Once initialised by the MCU, the RU becomes part of the shared memory system of the CPU farm. A hardware DMA in an FPGA can directly send data to remote CPU memory by using a local physical PCI address (figure 6). Using a modified version of the IRM driver for SCI on the MCU, it exports and imports shareable memory with the other CPU nodes in the farm. The SCI adapter on the Readout Unit shares its 64 bit@66 MHz PCI bus segment with an FPGA-resident DMA engine. The latter requires a physical PCI address to copy trigger data to remote, exported memory in a farm CPU node. The corresponding physical address is available after the shared memory initialization has been completed.

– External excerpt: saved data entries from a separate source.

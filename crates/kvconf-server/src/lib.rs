//! kvconf Server - HTTP API over the configuration and group repositories
//!
//! This crate provides:
//! - Route table and handlers (`api`)
//! - Error to HTTP status mapping (`error`)
//! - Request span and metrics middleware
//! - Configuration loading, logging, server startup and graceful shutdown

pub mod api;
pub mod error;
pub mod metrics;
pub mod middleware;
pub mod model;
pub mod startup;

Figure 6: Data transfer between Readout Unit and CPU farm. Two alternating DMA engines in the Readout Unit transmit event-data to a mapped memory space within the SCI bridge. The SCI link transmits the combined DMAs to the PCI bus of the remote CPU.

The copy process from the local PCI bus to a remote PCI bus of a CPU is similar to a hardware copy to local memory, requiring only a few microseconds. For speed enhancement, the RU uses two alternating DMA engines that write two consecutive PCI bursts to the SCI bridge. The PCI write combining protocol generates a single packet from the two inputs, hence also performs data multiplexing on the fly.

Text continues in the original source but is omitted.